The Abel Prize rewards Dennis Sullivan, charismatic mathematician

https://www.lemonde.fr/sciences/article/2022/03/23/le-prix-abel-recompense-dennis-sullivan-mathematicien-charismatique_6118837_1650684.html

The Abel Prize in mathematics was awarded on Wednesday, March 23, to the American Dennis Sullivan, 81, “for his revolutionary contributions to topology in its broadest sense, and particularly in its algebraic, geometric and dynamical aspects,” announced the Norwegian Academy of Sciences and Letters. While the Fields Medal is awarded to a mathematician under the age of 40, the Abel Prize is closer to the Nobel Prize (which does not exist in mathematics) and rewards a whole career.
Towards the end of the 17th century, Leibniz dreamed of manipulating forms, in the manner of the abstract symbols of algebra. He gave the name of analysis situs to this theory, which he could not develop and which was only firmly established at the end of the 19th century by Henri Poincaré. In this theory, which we now call topology, we consider that the surface of a sphere is equivalent to that of a cube, because we can deform one into the other, if we imagine them made of rubber. On the other hand, the sphere is not equivalent to an inner tube. One studies curves, surfaces and more generally much more complicated “varieties” in any dimensions. Among Sullivan’s major contributions is his theory of rational homotopy, which makes it possible to understand the topological structure of varieties by associating them with objects of an algebraic nature, which can in principle be computed, thus fulfilling Leibniz’s dream in a way.

Unsuspected bridges

Sullivan moved effortlessly from one chapter of mathematics to another and discovered unsuspected bridges that led him to entirely new points of view. For example, he established a “dictionary” between two theories that were thought to be independent (Kleinian groups and holomorphic dynamics). All he had to do was to translate a theorem from one theory to obtain the solution of an important problem in the other, which had resisted for nearly seventy years (the theorem of the non-wandering domain). He is neither a geometer, nor a topologist, nor an algebraist, nor an analyst: he is a bit of all of these at the same time. Very few mathematicians have such a strong sense of the deep unity of mathematics. For a few years, he has been trying to export his topological ideas to a major problem in fluid dynamics. The experts are not (yet) convinced, but this may lead to a resounding success.
Sullivan is also remarkable for his exceptional charisma. For many years he was a hub in the mathematical community. Always surrounded by a wide variety of researchers, especially very young ones, he has an incredible ability to listen, share, motivate and encourage.

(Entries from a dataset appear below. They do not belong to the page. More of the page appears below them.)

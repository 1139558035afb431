//! Type references in TypeScript syntax.

use std::io::Write;

use typeshape_core::{TypeId, TypeKind};

use super::Emitter;
use super::identity::resolve;

/// Name of the single template parameter of a generic declaration.
pub(super) const TEMPLATE_PARAM: &str = "T";

/// Written in place of types the output cannot describe.
pub(super) const OPAQUE: &str = "unknown";

impl<W: Write> Emitter<'_, W> {
    /// TypeScript text for a reference to `id`.
    pub(super) fn name_of(&self, id: TypeId) -> String {
        let graph = self.graph;
        let def = graph.def(id);
        let info = resolve(graph, id);
        if info.is_alias {
            return def.name.clone();
        }

        match def.kind {
            TypeKind::String => "string".to_string(),
            TypeKind::Bool => "boolean".to_string(),
            TypeKind::Int
            | TypeKind::Int8
            | TypeKind::Int16
            | TypeKind::Int32
            | TypeKind::Int64
            | TypeKind::Uint
            | TypeKind::Uint8
            | TypeKind::Uint16
            | TypeKind::Uint32
            | TypeKind::Uint64
            | TypeKind::Float32
            | TypeKind::Float64 => "number".to_string(),
            TypeKind::Uintptr
            | TypeKind::Complex64
            | TypeKind::Complex128
            | TypeKind::UnsafePointer => "object".to_string(),
            TypeKind::Pointer => format!("null | {}", self.name_of(graph.elem(id))),
            TypeKind::Slice => {
                let elem = graph.elem(id);
                let text = self.name_of(elem);
                if graph.kind(elem) == TypeKind::Pointer {
                    format!("({text})[]")
                } else {
                    format!("{text}[]")
                }
            }
            TypeKind::Map => format!(
                "Record<{}, {}>",
                self.name_of(graph.key(id)),
                self.name_of(graph.elem(id))
            ),
            TypeKind::Interface if !def.is_named() && def.methods.is_empty() => "any".to_string(),
            TypeKind::Interface if info.is_generic => format!("null | {}", info.generic_reference()),
            TypeKind::Interface => format!("null | {}", declared_or_opaque(&def.name)),
            TypeKind::Struct if info.is_generic => info.generic_reference(),
            TypeKind::Struct if !self.admits(id, &info) => OPAQUE.to_string(),
            TypeKind::Struct | TypeKind::Array | TypeKind::Chan | TypeKind::Func => {
                declared_or_opaque(&def.name).to_string()
            }
        }
    }

    /// Text after `} &` for an embedded type.
    pub(super) fn embed_name(&self, id: TypeId) -> String {
        let info = resolve(self.graph, id);
        if info.is_generic {
            info.generic_reference()
        } else if self.admits(id, &info) {
            info.base_name
        } else {
            OPAQUE.to_string()
        }
    }
}

fn declared_or_opaque(name: &str) -> &str {
    if name.is_empty() { OPAQUE } else { name }
}

/// Field text for a field typed by the template parameter.
pub(super) fn template_slot(kind: TypeKind) -> String {
    match kind {
        TypeKind::Pointer => format!("null | {TEMPLATE_PARAM}"),
        TypeKind::Slice => format!("{TEMPLATE_PARAM}[]"),
        _ => TEMPLATE_PARAM.to_string(),
    }
}
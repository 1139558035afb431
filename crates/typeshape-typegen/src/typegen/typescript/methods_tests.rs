use typeshape_core::{Field, Form, Method, Signature, TypeGraph, TypeGraphBuilder, TypeId, TypeKind};

use super::Emitter;
use crate::Error;
use crate::test_utils::{SHOP, customer, shop_config};

/// Method lines written for `id`, and the types they referenced.
fn methods_of(graph: &TypeGraph, id: TypeId, form: Form) -> (String, Vec<TypeId>) {
    let config = shop_config();
    let mut emitter = Emitter::new(graph, &config, Vec::new());
    let referenced = emitter.write_methods(id, form).unwrap();
    let bytes = emitter.out.finish().unwrap();
    (String::from_utf8(bytes).unwrap(), referenced)
}

#[test]
fn parameters_numbered_from_one() {
    let mut b = TypeGraphBuilder::new();
    let string = b.primitive(TypeKind::String);
    let int = b.primitive(TypeKind::Int);
    let flags = b.slice(string);
    let svc = b.declare(TypeKind::Struct, SHOP, "Svc");
    b.add_method(svc, Method::new("Run", Signature::new(vec![string, int, flags], vec![])));
    let graph = b.finish();

    let (text, referenced) = methods_of(&graph, svc, Form::Pointer);
    assert_eq!(text, "Run(p1: string, p2: number, p3: string[]): void\n");
    assert_eq!(referenced, vec![string, int, flags]);
}

#[test]
fn result_scheduling_by_kind() {
    let mut b = TypeGraphBuilder::new();
    let string = b.primitive(TypeKind::String);
    let buyer = customer(&mut b);
    let buyer_ptr = b.pointer(buyer);
    let buyers = b.slice(buyer);
    let index = b.map(string, buyer);
    let svc = b.declare(TypeKind::Struct, SHOP, "Svc");
    for (name, result) in [("A", buyer_ptr), ("B", buyers), ("C", index), ("D", buyer)] {
        b.add_method(svc, Method::new(name, Signature::new(vec![], vec![result])));
    }
    let graph = b.finish();

    let (text, referenced) = methods_of(&graph, svc, Form::Pointer);
    insta::assert_snapshot!(text, @r"
    A(): null | Customer
    B(): Customer[]
    C(): Record<string, Customer>
    D(): Customer
    ");
    assert_eq!(referenced, vec![buyer, buyer, buyer]);
}

#[test]
fn multiple_results_leave_a_marker() {
    let mut b = TypeGraphBuilder::new();
    let string = b.primitive(TypeKind::String);
    let svc = b.declare(TypeKind::Struct, SHOP, "Svc");
    b.add_method(svc, Method::new("Pair", Signature::new(vec![string], vec![string, string])));
    let graph = b.finish();

    let (text, referenced) = methods_of(&graph, svc, Form::Pointer);
    assert_eq!(text, "// multiple results Pair\n");
    assert!(referenced.is_empty());
}

#[test]
fn unexported_methods_skipped() {
    let mut b = TypeGraphBuilder::new();
    let svc = b.declare(TypeKind::Struct, SHOP, "Svc");
    b.add_method(svc, Method::new("reset", Signature::default()));
    b.add_method(svc, Method::new("Close", Signature::default()));
    let graph = b.finish();

    let (text, _) = methods_of(&graph, svc, Form::Pointer);
    assert_eq!(text, "Close(): void\n");
}

#[test]
fn value_form_excludes_pointer_receivers() {
    let mut b = TypeGraphBuilder::new();
    let svc = b.declare(TypeKind::Struct, SHOP, "Svc");
    b.add_method(svc, Method::new("Get", Signature::default()));
    b.add_method(svc, Method::new("Set", Signature::default()).on_pointer());
    let graph = b.finish();

    let (value, _) = methods_of(&graph, svc, Form::Value);
    let (pointer, _) = methods_of(&graph, svc, Form::Pointer);
    assert_eq!(value, "Get(): void\n");
    assert_eq!(pointer, "Get(): void\nSet(): void\n");
}

#[test]
fn promoted_methods_are_shadowed_by_shallower_ones() {
    let mut b = TypeGraphBuilder::new();
    let string = b.primitive(TypeKind::String);
    let int = b.primitive(TypeKind::Int);
    let inner = b.declare(TypeKind::Struct, SHOP, "Inner");
    b.add_method(inner, Method::new("Id", Signature::new(vec![], vec![string])));
    b.add_method(inner, Method::new("Len", Signature::new(vec![], vec![int])));
    let outer = b.declare(TypeKind::Struct, SHOP, "Outer");
    let embedded = b.embed(inner);
    b.define_fields(outer, vec![embedded, Field::new("Extra", string)]);
    b.add_method(outer, Method::new("Id", Signature::new(vec![], vec![int])));
    let graph = b.finish();

    let (text, _) = methods_of(&graph, outer, Form::Pointer);
    assert_eq!(text, "Id(): number\nLen(): number\n");
}

#[test]
fn result_text_rejects_several_results() {
    let mut b = TypeGraphBuilder::new();
    let string = b.primitive(TypeKind::String);
    let graph = b.finish();
    let config = shop_config();
    let emitter = Emitter::new(&graph, &config, Vec::new());

    let method = Method::new("Both", Signature::new(vec![], vec![string, string]));
    let err = emitter.result_text(&method, &mut Vec::new()).unwrap_err();

    assert!(matches!(err, Error::ResultShape { ref method, count: 2 } if method == "Both"));
    insta::assert_snapshot!(err, @"method `Both` has 2 result types, at most one can be rendered");
}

He is the opposite of the epinal image of the solitary mathematician. When he was a professor at the IHES, in Bures-sur-Yvette (Essonne), you had to see him at tea time putting in contact mathematicians of all backgrounds and all ages who did not know each other, in all simplicity. His seminar in New York was very well attended and had nothing to do with a traditional lecture: questions came from all sides and the lecturer had to be prepared to speak for many hours, until general exhaustion. He was one of the first to record these seminars on VHS video cassettes, starting in the early 1980s. They are now collectors’ items.
One day, I was sitting next to him during a conference where I couldn’t understand a word the speaker was saying. As I asked him if he did, he replied, “I don’t understand the words, but I listen to the mathematical music!”